A large number of regional classes are done at the Academy, at Salt Lake County Fire Dept's Magna training facility and at various fire departments. There are very few facilities available to fire depts. that have even the basics needed to perform adequate hands-on training. The attached document, Regional Training Ground Design Parameters, lists those requirements. Academy analysis has pointed out the need for seven regional facilities. These are UFRA, North, North Central, Metro, Uintah Basin, Southwest and Southeast.
The Academy's Support Services division runs a fleet of over 40 motorized vehicles and trailers. Many of these are Federal Excess Property, acquired through our partnership with the US Forest Service. Most of these FEPP vehicles are older (1980s) military trucks which the Academy has reconditioned and adapted to a specific use. Although most are dependable, few have amenities such as radio or air conditioning and maintenance costs are high. Ultimately we need to replace these with new vehicles that project a more professional image, more closely meet our needs and allow our mostly part-time cadre of instructors to arrive at their assigned class site without having been subjected to extreme heat and noise for hours.
Support services is also responsible for maintenance, delivery and pick up of the Academy's training trailers. These include live-fire trailers as well as a number of mobile training systems that enable local firefighters to receive specialized training at their stations or regionally instead of traveling to Provo or some other central place. To accomplish this, the Academy employees part time drivers to operate the 1.5 UFRA tractors. (The other .5 tractor is owned by UVU's Professional Driving program.) These drivers also assist in the FEP Program to get vehicles out to needy local departments.
Over the last five years the Academy has steadily increased the number of classes and instructor hours delivered in all formats including distance learning on the EDNET System. (See attached 1995-99 training summary)

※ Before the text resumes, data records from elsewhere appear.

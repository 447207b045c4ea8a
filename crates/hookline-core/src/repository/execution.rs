//! Execution record sink trait.
//!
//! Records are append-only: the pipeline writes exactly one per
//! invocation once a webhook + workspace context exists and never
//! mutates or deletes them. The list queries back the (external)
//! dashboard.

use hookline_types::error::RepositoryError;
use hookline_types::execution::ExecutionRecord;
use uuid::Uuid;

/// Append-only sink and history reader for execution records.
pub trait ExecutionLog: Send + Sync {
    /// Append one execution record.
    fn append(
        &self,
        record: &ExecutionRecord,
    ) -> impl std::future::Future<Output = Result<(), RepositoryError>> + Send;

    /// Recent executions of one webhook, newest first.
    fn list_for_webhook(
        &self,
        webhook_id: &Uuid,
        limit: u32,
    ) -> impl std::future::Future<Output = Result<Vec<ExecutionRecord>, RepositoryError>> + Send;

    /// Recent executions across a workspace, newest first.
    fn list_for_workspace(
        &self,
        workspace_id: &Uuid,
        limit: u32,
    ) -> impl std::future::Future<Output = Result<Vec<ExecutionRecord>, RepositoryError>> + Send;
}
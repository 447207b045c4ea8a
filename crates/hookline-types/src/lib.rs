//! Shared domain types for Hookline.
//!
//! This crate contains the core domain types used across the Hookline
//! webhook execution pipeline: WebhookDefinition, ExecutionRecord, tier
//! tables, workspace membership, and their associated error types.
//!
//! Zero infrastructure dependencies -- only serde, uuid, chrono, thiserror.

pub mod error;
pub mod execution;
pub mod tier;
pub mod webhook;
pub mod workspace;
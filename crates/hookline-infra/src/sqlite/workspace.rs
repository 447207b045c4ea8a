//! SQLite workspace membership repository.
//!
//! Backs authorization (membership lookup) and billing-tier resolution
//! (workspace owner → subscription plan). The write methods exist for
//! the (external) management surface and the tests; the pipeline only
//! reads.

use hookline_types::error::RepositoryError;
use hookline_types::workspace::{MemberRole, MemberStatus, Workspace, WorkspaceMember};
use sqlx::Row;
use uuid::Uuid;

use hookline_core::repository::WorkspaceRepository;

use super::pool::DatabasePool;

/// SQLite-backed workspace store.
#[derive(Clone)]
pub struct SqliteWorkspaceRepository {
    pool: DatabasePool,
}

impl SqliteWorkspaceRepository {
    pub fn new(pool: DatabasePool) -> Self {
        Self { pool }
    }

    pub async fn save_workspace(&self, workspace: &Workspace) -> Result<(), RepositoryError> {
        sqlx::query(
            "INSERT OR REPLACE INTO workspaces (id, owner_id, name, created_at) VALUES (?, ?, ?, ?)",
        )
        .bind(workspace.id.to_string())
        .bind(workspace.owner_id.to_string())
        .bind(&workspace.name)
        .bind(workspace.created_at.to_rfc3339())
        .execute(&self.pool.writer)
        .await
        .map_err(|e| RepositoryError::Query(e.to_string()))?;
        Ok(())
    }

    pub async fn save_member(&self, member: &WorkspaceMember) -> Result<(), RepositoryError> {
        sqlx::query(
            r#"INSERT OR REPLACE INTO workspace_members (workspace_id, user_id, email, role, status)
               VALUES (?, ?, ?, ?, ?)"#,
        )
        .bind(member.workspace_id.to_string())
        .bind(member.user_id.to_string())
        .bind(&member.email)
        .bind(role_str(member.role))
        .bind(status_str(member.status))
        .execute(&self.pool.writer)
        .await
        .map_err(|e| RepositoryError::Query(e.to_string()))?;
        Ok(())
    }

    /// Record a user's subscription plan.
    pub async fn set_subscription(
        &self,
        user_id: &Uuid,
        plan_id: &str,
    ) -> Result<(), RepositoryError> {
        sqlx::query("INSERT OR REPLACE INTO user_subscriptions (user_id, plan_id) VALUES (?, ?)")
            .bind(user_id.to_string())
            .bind(plan_id)
            .execute(&self.pool.writer)
            .await
            .map_err(|e| RepositoryError::Query(e.to_string()))?;
        Ok(())
    }
}

impl WorkspaceRepository for SqliteWorkspaceRepository {
    async fn get_membership(
        &self,
        workspace_id: &Uuid,
        user_id: &Uuid,
    ) -> Result<Option<WorkspaceMember>, RepositoryError> {
        let row = sqlx::query(
            "SELECT workspace_id, user_id, email, role, status FROM workspace_members WHERE workspace_id = ? AND user_id = ?",
        )
        .bind(workspace_id.to_string())
        .bind(user_id.to_string())
        .fetch_optional(&self.pool.reader)
        .await
        .map_err(|e| RepositoryError::Query(e.to_string()))?;

        row.map(|row| MemberRow::from_row(&row)?.into_member())
            .transpose()
    }

    async fn get_owner_plan(&self, workspace_id: &Uuid) -> Result<Option<String>, RepositoryError> {
        // LEFT JOIN: a workspace whose owner has no subscription row
        // yields NULL, which the policy layer defaults to free.
        let row = sqlx::query(
            r#"SELECT s.plan_id AS plan_id
               FROM workspaces w
               LEFT JOIN user_subscriptions s ON s.user_id = w.owner_id
               WHERE w.id = ?"#,
        )
        .bind(workspace_id.to_string())
        .fetch_optional(&self.pool.reader)
        .await
        .map_err(|e| RepositoryError::Query(e.to_string()))?;

        let Some(row) = row else {
            return Ok(None);
        };
        let plan: Option<String> = row
            .try_get("plan_id")
            .map_err(|e| RepositoryError::Query(e.to_string()))?;
        Ok(plan)
    }
}

// ---------------------------------------------------------------------------
// Private Row types
// ---------------------------------------------------------------------------

struct MemberRow {
    workspace_id: String,
    user_id: String,
    email: Option<String>,
    role: String,
    status: String,
}

impl MemberRow {
    fn from_row(row: &sqlx::sqlite::SqliteRow) -> Result<Self, RepositoryError> {
        let get = |e: sqlx::Error| RepositoryError::Query(e.to_string());
        Ok(Self {
            workspace_id: row.try_get("workspace_id").map_err(get)?,
            user_id: row.try_get("user_id").map_err(get)?,
            email: row.try_get("email").map_err(get)?,
            role: row.try_get("role").map_err(get)?,
            status: row.try_get("status").map_err(get)?,
        })
    }

    fn into_member(self) -> Result<WorkspaceMember, RepositoryError> {
        Ok(WorkspaceMember {
            workspace_id: parse_uuid(&self.workspace_id, "workspace_id")?,
            user_id: parse_uuid(&self.user_id, "user_id")?,
            email: self.email,
            role: parse_role(&self.role)?,
            status: parse_status(&self.status)?,
        })
    }
}

// ---------------------------------------------------------------------------
// Helpers
// ---------------------------------------------------------------------------

fn parse_uuid(s: &str, field: &str) -> Result<Uuid, RepositoryError> {
    Uuid::parse_str(s).map_err(|e| RepositoryError::Query(format!("invalid {field}: {e}")))
}

fn role_str(role: MemberRole) -> &'static str {
    match role {
        MemberRole::Owner => "owner",
        MemberRole::Admin => "admin",
        MemberRole::Member => "member",
    }
}

fn parse_role(s: &str) -> Result<MemberRole, RepositoryError> {
    match s {
        "owner" => Ok(MemberRole::Owner),
        "admin" => Ok(MemberRole::Admin),
        "member" => Ok(MemberRole::Member),
        other => Err(RepositoryError::Query(format!("invalid role: {other}"))),
    }
}

fn status_str(status: MemberStatus) -> &'static str {
    match status {
        MemberStatus::Active => "active",
        MemberStatus::Invited => "invited",
        MemberStatus::Suspended => "suspended",
    }
}

fn parse_status(s: &str) -> Result<MemberStatus, RepositoryError> {
    match s {
        "active" => Ok(MemberStatus::Active),
        "invited" => Ok(MemberStatus::Invited),
        "suspended" => Ok(MemberStatus::Suspended),
        other => Err(RepositoryError::Query(format!("invalid status: {other}"))),
    }
}
use thiserror::Error;

/// Access-control failures raised before a webhook + workspace context
/// exists. These surface directly to the caller and never produce an
/// execution record.
#[derive(Debug, Error)]
pub enum AccessError {
    #[error("webhook not found")]
    NotFound,

    #[error("permission denied: {0}")]
    PermissionDenied(String),

    #[error("failed precondition: {0}")]
    FailedPrecondition(String),

    #[error("internal error: {0}")]
    Internal(String),
}

/// Errors from repository operations (used by trait definitions in hookline-core).
#[derive(Debug, Error)]
pub enum RepositoryError {
    #[error("database connection error")]
    Connection,

    #[error("query error: {0}")]
    Query(String),

    #[error("entity not found")]
    NotFound,

    #[error("conflict: {0}")]
    Conflict(String),
}
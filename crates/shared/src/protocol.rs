use std::fmt;

use serde::{Deserialize, Serialize};

use crate::domain::{LocationQuery, SymptomSelection};

#[derive(Debug, Clone, PartialEq, Serialize, Deserialize)]
pub struct PredictionRequest {
    pub symptoms: SymptomSelection,
    pub location: LocationQuery,
}

/// Body returned by `POST /predict`.
///
/// The logical-error shape `{ "error": "..." }` decodes into the same type with
/// every other field defaulted, so callers must check `error` first.
#[derive(Debug, Clone, Default, PartialEq, Serialize, Deserialize)]
pub struct PredictionResponse {
    #[serde(default)]
    pub predicted_disease: String,
    #[serde(default)]
    pub specialist: String,
    #[serde(default)]
    pub doctors: Vec<Doctor>,
    #[serde(default, skip_serializing_if = "Option::is_none")]
    pub error: Option<String>,
}

#[derive(Debug, Clone, PartialEq, Serialize, Deserialize)]
pub struct Doctor {
    #[serde(default = "default_name")]
    pub name: String,
    #[serde(default)]
    pub rating: RatingValue,
    #[serde(default = "default_open_now_status")]
    pub open_now_status: String,
    #[serde(default = "default_address")]
    pub address: String,
    #[serde(default = "default_phone")]
    pub phone: String,
    #[serde(default, skip_serializing_if = "Option::is_none")]
    pub website: Option<String>,
    #[serde(default)]
    pub gmaps_url: String,
    #[serde(default, skip_serializing_if = "Option::is_none")]
    pub location: Option<GeoPoint>,
}

fn default_name() -> String {
    "N/A".to_string()
}

fn default_open_now_status() -> String {
    "Status unknown".to_string()
}

fn default_address() -> String {
    "Address not available".to_string()
}

fn default_phone() -> String {
    "Phone not available".to_string()
}

/// The service sends ratings as a number when known and as a label otherwise.
#[derive(Debug, Clone, PartialEq, Serialize, Deserialize)]
#[serde(untagged)]
pub enum RatingValue {
    Score(f64),
    Label(String),
}

impl Default for RatingValue {
    fn default() -> Self {
        Self::Label("N/A".to_string())
    }
}

impl fmt::Display for RatingValue {
    fn fmt(&self, f: &mut fmt::Formatter<'_>) -> fmt::Result {
        match self {
            Self::Score(score) => write!(f, "{score}"),
            Self::Label(label) => f.write_str(label),
        }
    }
}

/// Either coordinate may be missing; the service sends `{}` when it has none.
#[derive(Debug, Clone, Copy, Default, PartialEq, Serialize, Deserialize)]
pub struct GeoPoint {
    #[serde(default, skip_serializing_if = "Option::is_none")]
    pub lat: Option<f64>,
    #[serde(default, skip_serializing_if = "Option::is_none")]
    pub lng: Option<f64>,
}

impl GeoPoint {
    pub fn coordinates(&self) -> Option<(f64, f64)> {
        Some((self.lat?, self.lng?))
    }
}

impl Doctor {
    pub fn coordinates(&self) -> Option<(f64, f64)> {
        self.location.as_ref().and_then(GeoPoint::coordinates)
    }
}

#[cfg(test)]
#[path = "tests/protocol_tests.rs"]
mod tests;
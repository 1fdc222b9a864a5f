//! Terminal rendition of the page slots: results on stdout, status on stderr.

use std::{
    io::{self, Write},
    sync::{Mutex, MutexGuard},
};

use clap::ValueEnum;
use client_core::{
    render::{render_error_html, sanitize_text},
    ResultView, UiSurface,
};

#[derive(Debug, Clone, Copy, PartialEq, Eq, ValueEnum)]
pub enum OutputFormat {
    Text,
    Html,
}

pub struct TerminalSurface<O, E> {
    format: OutputFormat,
    out: Mutex<O>,
    status: Mutex<E>,
}

impl TerminalSurface<io::Stdout, io::Stderr> {
    pub fn stdio(format: OutputFormat) -> Self {
        Self::new(format, io::stdout(), io::stderr())
    }
}

impl<O, E> TerminalSurface<O, E>
where
    O: Write + Send,
    E: Write + Send,
{
    pub fn new(format: OutputFormat, out: O, status: E) -> Self {
        Self {
            format,
            out: Mutex::new(out),
            status: Mutex::new(status),
        }
    }

    pub fn into_parts(self) -> (O, E) {
        (
            self.out.into_inner().unwrap_or_else(|p| p.into_inner()),
            self.status.into_inner().unwrap_or_else(|p| p.into_inner()),
        )
    }

    fn write_out(&self, text: &str) {
        let mut out = lock(&self.out);
        if let Err(err) = writeln!(out, "{text}").and_then(|_| out.flush()) {
            tracing::warn!("failed to write results: {err}");
        }
    }

    fn write_status(&self, text: &str) {
        let mut status = lock(&self.status);
        if let Err(err) = writeln!(status, "{text}") {
            tracing::warn!("failed to write status line: {err}");
        }
    }
}

fn lock<T>(mutex: &Mutex<T>) -> MutexGuard<'_, T> {
    mutex.lock().unwrap_or_else(|poisoned| poisoned.into_inner())
}

impl<O, E> UiSurface for TerminalSurface<O, E>
where
    O: Write + Send,
    E: Write + Send,
{
    fn notify(&self, message: &str) {
        self.write_status(&format!("warning: {}", sanitize_text(message)));
    }

    fn set_submit_enabled(&self, enabled: bool) {
        tracing::debug!(enabled, "submit trigger");
    }

    fn set_loading(&self, visible: bool) {
        if visible {
            self.write_status("Finding recommendations...");
        }
    }

    fn set_placeholder_visible(&self, visible: bool) {
        tracing::debug!(visible, "placeholder");
    }

    // Printed output cannot be withdrawn; each cycle prints once.
    fn clear_results(&self) {}

    fn render_result(&self, view: &ResultView) {
        match self.format {
            OutputFormat::Text => self.write_out(view.to_string().trim_end()),
            OutputFormat::Html => self.write_out(&view.to_html()),
        }
    }

    fn render_error(&self, message: &str) {
        match self.format {
            OutputFormat::Text => self.write_out(&format!("error: {}", sanitize_text(message))),
            OutputFormat::Html => self.write_out(&render_error_html(message)),
        }
    }
}

#[cfg(test)]
#[path = "tests/terminal_tests.rs"]
mod tests;
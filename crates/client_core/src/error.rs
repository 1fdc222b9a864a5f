use std::time::Duration;

use shared::error::ValidationError;
use thiserror::Error;

/// Message shown for every transport-level failure; details go to the log only.
pub const TRANSPORT_FAILURE_MESSAGE: &str = "Request failed. Please try again.";

#[derive(Debug, Error)]
pub enum TransportError {
    #[error("invalid prediction endpoint '{url}': {source}")]
    InvalidEndpoint {
        url: String,
        source: url::ParseError,
    },
    #[error("unsupported endpoint scheme '{0}'; expected http or https")]
    UnsupportedScheme(String),
    #[error("failed to build http client: {0}")]
    ClientBuild(#[source] reqwest::Error),
    #[error("prediction request failed: {0}")]
    Request(#[source] reqwest::Error),
    #[error("prediction service returned status {0}")]
    Status(u16),
    #[error("prediction response could not be decoded: {0}")]
    Decode(#[source] reqwest::Error),
    #[error("prediction request timed out after {0:?}")]
    Timeout(Duration),
}

impl TransportError {
    pub(crate) fn from_send(err: reqwest::Error, timeout: Duration) -> Self {
        if err.is_timeout() {
            Self::Timeout(timeout)
        } else {
            Self::Request(err)
        }
    }

    pub fn is_timeout(&self) -> bool {
        matches!(self, Self::Timeout(_))
    }
}

/// Why a submission cycle ended without a result.
#[derive(Debug, Error)]
pub enum SubmitError {
    #[error(transparent)]
    Validation(#[from] ValidationError),
    #[error(transparent)]
    Transport(#[from] TransportError),
    #[error("prediction service rejected the request: {0}")]
    Logical(String),
}

impl SubmitError {
    /// Text shown to the user for this failure.
    pub fn user_message(&self) -> String {
        match self {
            Self::Validation(err) => err.to_string(),
            Self::Transport(_) => TRANSPORT_FAILURE_MESSAGE.to_string(),
            Self::Logical(message) if message.trim().is_empty() => {
                TRANSPORT_FAILURE_MESSAGE.to_string()
            }
            Self::Logical(message) => message.clone(),
        }
    }
}
use std::{path::PathBuf, process::ExitCode, sync::Arc};

use anyhow::{Context, Result};
use clap::Parser;
use client_core::{Orchestrator, PredictionClient, StaticInput};
use tracing_subscriber::EnvFilter;

mod config;
mod terminal;

use config::load_settings;
use terminal::{OutputFormat, TerminalSurface};

/// Look up a likely condition for a set of symptoms and nearby specialists.
#[derive(Parser, Debug)]
#[command(name = "finder", version)]
struct Args {
    /// Config file; defaults to ./finder.toml when present.
    #[arg(long)]
    config: Option<PathBuf>,
    #[arg(long)]
    server_url: Option<String>,
    #[arg(long)]
    timeout_secs: Option<u64>,
    #[arg(long, value_enum, default_value_t = OutputFormat::Text)]
    format: OutputFormat,
    /// Repeat or comma-separate to select several symptoms.
    #[arg(short, long = "symptom", value_delimiter = ',')]
    symptoms: Vec<String>,
    /// City, zip code, or address.
    #[arg(short, long, default_value = "")]
    location: String,
}

#[tokio::main]
async fn main() -> Result<ExitCode> {
    let args = Args::parse();

    let mut settings = load_settings(args.config.as_deref())?;
    if let Some(server_url) = args.server_url {
        settings.server_url = server_url;
    }
    if let Some(timeout_secs) = args.timeout_secs {
        settings.request_timeout_secs = timeout_secs;
    }

    let filter = EnvFilter::try_from_default_env()
        .unwrap_or_else(|_| EnvFilter::new(&settings.log_level));
    tracing_subscriber::fmt()
        .with_env_filter(filter)
        .with_writer(std::io::stderr)
        .init();
    for warning in &settings.warnings {
        tracing::warn!("{warning}");
    }

    let client_settings = settings.client_settings();
    let client = PredictionClient::new(&client_settings)
        .with_context(|| format!("invalid prediction service url '{}'", settings.server_url))?;
    tracing::info!(endpoint = %client.predict_url(), "prediction service configured");

    let orchestrator = Orchestrator::with_timeout(
        Arc::new(client),
        Arc::new(TerminalSurface::stdio(args.format)),
        client_settings.request_timeout,
    );
    let input = StaticInput::new(args.symptoms, args.location);
    let outcome = orchestrator.handle_submit(&input).await;

    Ok(if outcome.is_success() {
        ExitCode::SUCCESS
    } else {
        ExitCode::FAILURE
    })
}
//! Reads the symptom selector and location input at submission time.

use shared::{
    domain::{LocationQuery, SymptomSelection},
    error::ValidationError,
    protocol::PredictionRequest,
};

/// Read access to the page's input controls.
pub trait InputSource: Send + Sync {
    fn selected_symptoms(&self) -> Vec<String>;
    fn location_text(&self) -> String;
}

/// Fixed inputs, for hosts that already hold the values (CLI args, tests).
#[derive(Debug, Clone, Default)]
pub struct StaticInput {
    pub symptoms: Vec<String>,
    pub location: String,
}

impl StaticInput {
    pub fn new<I, S>(symptoms: I, location: impl Into<String>) -> Self
    where
        I: IntoIterator<Item = S>,
        S: Into<String>,
    {
        Self {
            symptoms: symptoms.into_iter().map(Into::into).collect(),
            location: location.into(),
        }
    }
}

impl InputSource for StaticInput {
    fn selected_symptoms(&self) -> Vec<String> {
        self.symptoms.clone()
    }

    fn location_text(&self) -> String {
        self.location.clone()
    }
}

pub fn collect(source: &dyn InputSource) -> Result<PredictionRequest, ValidationError> {
    let symptoms = SymptomSelection::new(source.selected_symptoms());
    if symptoms.is_empty() {
        return Err(ValidationError::NoSymptoms);
    }
    let location =
        LocationQuery::parse(&source.location_text()).ok_or(ValidationError::NoLocation)?;
    Ok(PredictionRequest { symptoms, location })
}

#[cfg(test)]
#[path = "tests/collector_tests.rs"]
mod tests;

One of the most serious problems facing the state is the necessity to provide certification for all levels of fire service personnel. The consensus reached in the planning process and now being executed, is that departments and individuals need an incentive to go through the hundreds of hours of initial and ongoing training to become and remain certified to national standards. There is a grant system jointly operated by the Academy and the Division of Forestry, Fire and State Lands to encourage professionalism by making grants available to those working towards certification and reporting fires to the Fire Marshal. This grant has increased from an initial $90,000 to the current $231,000 from state and federal funds.